■ Work task
Look through the entries below and show every line containing the word "record".

*** Dataset extract Section Begins ***

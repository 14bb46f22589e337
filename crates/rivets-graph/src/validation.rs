//! Whole-graph integrity validation.
//!
//! Per-edge checks in [`cycle`](crate::cycle) keep a graph built through the
//! API clean. Snapshots restored in bulk skip those checks, so this module
//! re-verifies everything from scratch:
//!
//! - **Cycles**: global acyclicity, independent of the per-edge guard
//! - **Dangling edges**: an endpoint has no registered issue
//! - **Self-loops**: an issue depending on itself
//!
//! Dangling edges and self-loops have exactly one sensible repair (drop the
//! edge), so `fix` applies it. Cycles are only reported: which edge to drop
//! is a decision about the work itself.

use crate::cycle::find_cycles;
use crate::domain::{Edge, IssueId};
use crate::store::GraphStore;
use serde::Serialize;

/// A single integrity problem.
#[derive(Debug, Clone, PartialEq, Eq, Serialize)]
#[serde(tag = "kind", rename_all = "snake_case")]
pub enum Violation {
    /// A closed path `[s, ..., s]`
    Cycle {
        /// Issues along the cycle, first repeated at the end
        path: Vec<IssueId>,
    },

    /// An edge whose endpoint is not a registered issue
    DanglingEdge {
        /// The offending edge
        edge: Edge,
    },

    /// An issue that depends on itself
    SelfLoop {
        /// The issue
        node: IssueId,
    },
}

/// Outcome of a validation sweep.
///
/// The violation lists describe what was found; `fixed` lists the edges
/// removed when repair was requested.
#[derive(Debug, Clone, Default, PartialEq, Eq, Serialize)]
pub struct ValidationReport {
    /// Cycles, each as a closed path
    pub cycles: Vec<Vec<IssueId>>,
    /// Edges referencing a missing issue
    pub dangling: Vec<Edge>,
    /// Issues with an edge to themselves
    pub self_loops: Vec<IssueId>,
    /// Edges removed by auto-repair
    pub fixed: Vec<Edge>,
}

impl ValidationReport {
    /// Whether the sweep found nothing at all.
    #[must_use]
    pub fn is_clean(&self) -> bool {
        self.cycles.is_empty() && self.dangling.is_empty() && self.self_loops.is_empty()
    }

    /// Whether problems remain after any repair that was applied.
    ///
    /// Cycles always remain; dangling edges and self-loops remain unless
    /// they were fixed.
    #[must_use]
    pub fn has_unresolved(&self) -> bool {
        let fixable = self.dangling.len() + self.self_loops.len();
        !self.cycles.is_empty() || fixable > self.fixed.len()
    }

    /// Every violation as a flat list.
    #[must_use]
    pub fn violations(&self) -> Vec<Violation> {
        let cycles = self
            .cycles
            .iter()
            .map(|path| Violation::Cycle { path: path.clone() });
        let dangling = self
            .dangling
            .iter()
            .map(|edge| Violation::DanglingEdge { edge: edge.clone() });
        let self_loops = self
            .self_loops
            .iter()
            .map(|node| Violation::SelfLoop { node: node.clone() });
        cycles.chain(dangling).chain(self_loops).collect()
    }
}

/// Sweep the store without changing it.
#[must_use]
pub fn inspect(store: &GraphStore) -> ValidationReport {
    let mut report = ValidationReport {
        cycles: find_cycles(store),
        ..ValidationReport::default()
    };

    for edge in store.edges() {
        if !store.has_node(&edge.from) || !store.has_node(&edge.to) {
            report.dangling.push(edge);
        } else if edge.is_self_loop() {
            report.self_loops.push(edge.from);
        }
    }

    for path in &report.cycles {
        tracing::warn!(cycle = ?path, "Integrity violation: dependency cycle");
    }
    if !report.dangling.is_empty() || !report.self_loops.is_empty() {
        tracing::warn!(
            dangling = report.dangling.len(),
            self_loops = report.self_loops.len(),
            "Integrity violations found"
        );
    }

    report
}

/// Sweep the store and, if `fix` is set, remove dangling edges and
/// self-loops.
pub fn validate(store: &mut GraphStore, fix: bool) -> ValidationReport {
    let mut report = inspect(store);
    if !fix {
        return report;
    }

    let repairs: Vec<Edge> = report
        .dangling
        .iter()
        .cloned()
        .chain(
            report
                .self_loops
                .iter()
                .map(|node| Edge::new(node.clone(), node.clone())),
        )
        .collect();

    for edge in repairs {
        if store.remove_edge(&edge.from, &edge.to).is_ok() {
            tracing::info!(%edge, "Removed invalid edge");
            report.fixed.push(edge);
        }
    }
    report.fixed.sort_unstable();

    report
}

#[cfg(test)]
mod tests {
    use super::*;
    use crate::cycle::try_add_edge;
    use crate::domain::Node;

    fn id(s: &str) -> IssueId {
        IssueId::new(s)
    }

    fn store_with(ids: &[&str]) -> GraphStore {
        let mut store = GraphStore::new();
        for s in ids {
            store.add_node(Node::new(*s)).unwrap();
        }
        store
    }

    #[test]
    fn api_built_graph_is_clean() {
        let mut store = store_with(&["a", "b", "c"]);
        try_add_edge(&mut store, &id("a"), &id("b")).unwrap();
        try_add_edge(&mut store, &id("b"), &id("c")).unwrap();
        try_add_edge(&mut store, &id("a"), &id("c")).unwrap();

        let report = validate(&mut store, false);
        assert!(report.is_clean());
        assert!(!report.has_unresolved());
        assert!(report.violations().is_empty());
    }

    #[test]
    fn reports_each_kind() {
        let mut store = store_with(&["a", "b", "c"]);
        store.insert_edge_unchecked(&id("a"), &id("b"));
        store.insert_edge_unchecked(&id("b"), &id("a"));
        store.insert_edge_unchecked(&id("c"), &id("c"));
        store.insert_edge_unchecked(&id("c"), &id("ghost"));

        let report = inspect(&store);

        assert_eq!(report.cycles, vec![vec![id("a"), id("b"), id("a")]]);
        assert_eq!(report.dangling, vec![Edge::new("c", "ghost")]);
        assert_eq!(report.self_loops, vec![id("c")]);
        assert!(report.fixed.is_empty());
        assert_eq!(report.violations().len(), 3);
    }

    #[test]
    fn fix_removes_dangling_and_self_loops_but_not_cycles() {
        let mut store = store_with(&["a", "b", "c"]);
        store.insert_edge_unchecked(&id("a"), &id("b"));
        store.insert_edge_unchecked(&id("b"), &id("a"));
        store.insert_edge_unchecked(&id("c"), &id("c"));
        store.insert_edge_unchecked(&id("ghost"), &id("c"));

        let report = validate(&mut store, true);

        assert_eq!(
            report.fixed,
            vec![Edge::new("c", "c"), Edge::new("ghost", "c")]
        );
        assert!(report.has_unresolved());
        assert!(store.contains_edge(&id("a"), &id("b")));
        assert!(store.contains_edge(&id("b"), &id("a")));

        let again = inspect(&store);
        assert!(again.dangling.is_empty());
        assert!(again.self_loops.is_empty());
        assert_eq!(again.cycles.len(), 1);
    }

    #[test]
    fn fix_on_clean_graph_changes_nothing() {
        let mut store = store_with(&["a", "b"]);
        try_add_edge(&mut store, &id("a"), &id("b")).unwrap();
        let version = store.version();

        let report = validate(&mut store, true);
        assert!(report.fixed.is_empty());
        assert_eq!(store.version(), version);
    }

    #[test]
    fn violations_serialize_with_kind_tag() {
        let violation = Violation::SelfLoop { node: id("x") };
        let json = serde_json::to_string(&violation).unwrap();
        assert_eq!(json, r#"{"kind":"self_loop","node":"x"}"#);
    }
}
//! Derived availability of an issue.
//!
//! Availability is a pure function of an issue's own lifecycle state and the
//! states of its direct dependencies. It is recomputed on every query and
//! never stored, so it cannot go stale when edges or states change.

use crate::config::RejectedPolicy;
use crate::domain::{IssueId, LifecycleState, Node};
use crate::error::{GraphError, Result};
use crate::store::GraphStore;
use petgraph::Direction;

/// Whether an issue can be started.
#[derive(Debug, Clone, PartialEq, Eq)]
pub enum Availability {
    /// Every direct dependency is resolved
    Ready,

    /// At least one direct dependency is unresolved
    Blocked {
        /// Unresolved direct dependencies with their current states, by ID
        blocking: Vec<(IssueId, LifecycleState)>,
    },

    /// The issue itself is done
    Complete,

    /// The issue itself is rejected
    Rejected,
}

impl Availability {
    /// Whether the issue can be started now.
    #[must_use]
    pub fn is_ready(&self) -> bool {
        matches!(self, Self::Ready)
    }

    /// Whether the issue is waiting on dependencies.
    #[must_use]
    pub fn is_blocked(&self) -> bool {
        matches!(self, Self::Blocked { .. })
    }

    /// The unresolved dependencies, empty unless blocked.
    #[must_use]
    pub fn blocking(&self) -> &[(IssueId, LifecycleState)] {
        match self {
            Self::Blocked { blocking } => blocking,
            _ => &[],
        }
    }
}

/// Compute the availability of a registered issue.
///
/// # Errors
///
/// Returns `GraphError::UnknownNode` if the issue is not registered.
pub fn availability(store: &GraphStore, id: &IssueId, policy: RejectedPolicy) -> Result<Availability> {
    let node = store
        .node(id)
        .ok_or_else(|| GraphError::UnknownNode(id.clone()))?;
    Ok(resolve(store, node, policy))
}

/// Resolve availability for a record known to be registered.
///
/// Dangling dependencies (no registered record) are skipped; validation is
/// responsible for reporting them.
pub(crate) fn resolve(store: &GraphStore, node: &Node, policy: RejectedPolicy) -> Availability {
    match node.state {
        LifecycleState::Done => return Availability::Complete,
        LifecycleState::Rejected => return Availability::Rejected,
        LifecycleState::Backlog | LifecycleState::InProgress => {}
    }

    let Ok(index) = store.registered_index(&node.id) else {
        return Availability::Ready;
    };

    let blocking: Vec<(IssueId, LifecycleState)> = store
        .registered_neighbors(index, Direction::Outgoing)
        .into_iter()
        .filter_map(|dep| {
            let dep_id = &store.graph()[dep];
            let state = store.state(dep_id)?;
            (!is_resolved(state, policy)).then(|| (dep_id.clone(), state))
        })
        .collect();

    if blocking.is_empty() {
        Availability::Ready
    } else {
        Availability::Blocked { blocking }
    }
}

/// Whether a dependency in `state` no longer holds up its dependents.
pub(crate) fn is_resolved(state: LifecycleState, policy: RejectedPolicy) -> bool {
    match state {
        LifecycleState::Done => true,
        LifecycleState::Rejected => policy == RejectedPolicy::Satisfies,
        LifecycleState::Backlog | LifecycleState::InProgress => false,
    }
}
//! Function.prototype built-in methods (call, apply, bind)

use std::cell::RefCell;
use std::rc::Rc;

use crate::error::JsError;
use crate::interpreter::Interpreter;
use crate::value::{
    BoundFunction, CheapClone, ExoticObject, JsFunction, JsObject, JsString, JsValue, Property,
};

/// Initialize Function.prototype with call, apply, bind methods
pub fn init_function_prototype(interp: &mut Interpreter) {
    let proto = interp.function_prototype.cheap_clone();

    interp.register_method(&proto, "call", function_call, 1);
    interp.register_method(&proto, "apply", function_apply, 2);
    interp.register_method(&proto, "bind", function_bind, 1);
}

// Function.prototype.call - call function with specified this value and arguments
pub fn function_call(
    interp: &mut Interpreter,
    this: JsValue,
    args: &[JsValue],
) -> Result<JsValue, JsError> {
    // `this` is the function to call
    // args[0] is the thisArg for the call
    // args[1..] are the arguments
    let this_arg = args.first().cloned().unwrap_or_default();
    let call_args = args.get(1..).unwrap_or_default();
    interp.call_function(&this, this_arg, call_args)
}

// Function.prototype.apply - call function with specified this value and an
// array-like of arguments
pub fn function_apply(
    interp: &mut Interpreter,
    this: JsValue,
    args: &[JsValue],
) -> Result<JsValue, JsError> {
    let this_arg = args.first().cloned().unwrap_or_default();
    let call_args = match args.get(1) {
        None | Some(JsValue::Undefined) | Some(JsValue::Null) => Vec::new(),
        Some(JsValue::Object(list)) => {
            let list = list.borrow();
            let length = list
                .get_property(&JsString::from("length"))
                .map(|v| v.to_number())
                .unwrap_or(0.0);
            let length = if length.is_finite() && length > 0.0 {
                length as usize
            } else {
                0
            };
            (0..length)
                .map(|i| {
                    list.get_property(&JsString::from(i.to_string()))
                        .unwrap_or_default()
                })
                .collect()
        }
        Some(_) => {
            return Err(JsError::type_error(
                "CreateListFromArrayLike called on non-object",
            ));
        }
    };
    interp.call_function(&this, this_arg, &call_args)
}

// Function.prototype.bind - create a new function with bound this value and pre-filled arguments
pub fn function_bind(
    _interp: &mut Interpreter,
    this: JsValue,
    args: &[JsValue],
) -> Result<JsValue, JsError> {
    let JsValue::Object(target) = this else {
        return Err(JsError::type_error("Bind must be called on a function"));
    };
    if !target.borrow().is_callable() {
        return Err(JsError::type_error("Bind must be called on a function"));
    }

    let this_arg = args.first().cloned().unwrap_or_default();
    let bound_args: Vec<JsValue> = args.get(1..).unwrap_or_default().to_vec();

    let (proto, target_name, target_length) = {
        let t = target.borrow();
        let name = match t.get_property(&JsString::from("name")) {
            Some(JsValue::String(name)) => name,
            _ => JsString::default(),
        };
        let length = match t.get_property(&JsString::from("length")) {
            Some(JsValue::Number(n)) => n,
            _ => 0.0,
        };
        (t.prototype.clone(), name, length)
    };
    let length = (target_length - bound_args.len() as f64).max(0.0);

    let bound = JsObject::new(
        proto,
        ExoticObject::Function(JsFunction::Bound(Rc::new(BoundFunction {
            target,
            this_arg,
            bound_args,
        }))),
    );
    let bound = Rc::new(RefCell::new(bound));
    {
        let mut b = bound.borrow_mut();
        b.define_property(
            JsString::from("name"),
            Property::readonly_hidden(JsValue::String(JsString::from("bound ") + &target_name)),
        );
        b.define_property(
            JsString::from("length"),
            Property::readonly_hidden(JsValue::Number(length)),
        );
    }
    Ok(JsValue::Object(bound))
}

*** Dataset extract Section Ends ***

■ Answer space
/// Resolve availability for a record known to be registered.
/// Dangling dependencies (no registered record) are skipped; validation is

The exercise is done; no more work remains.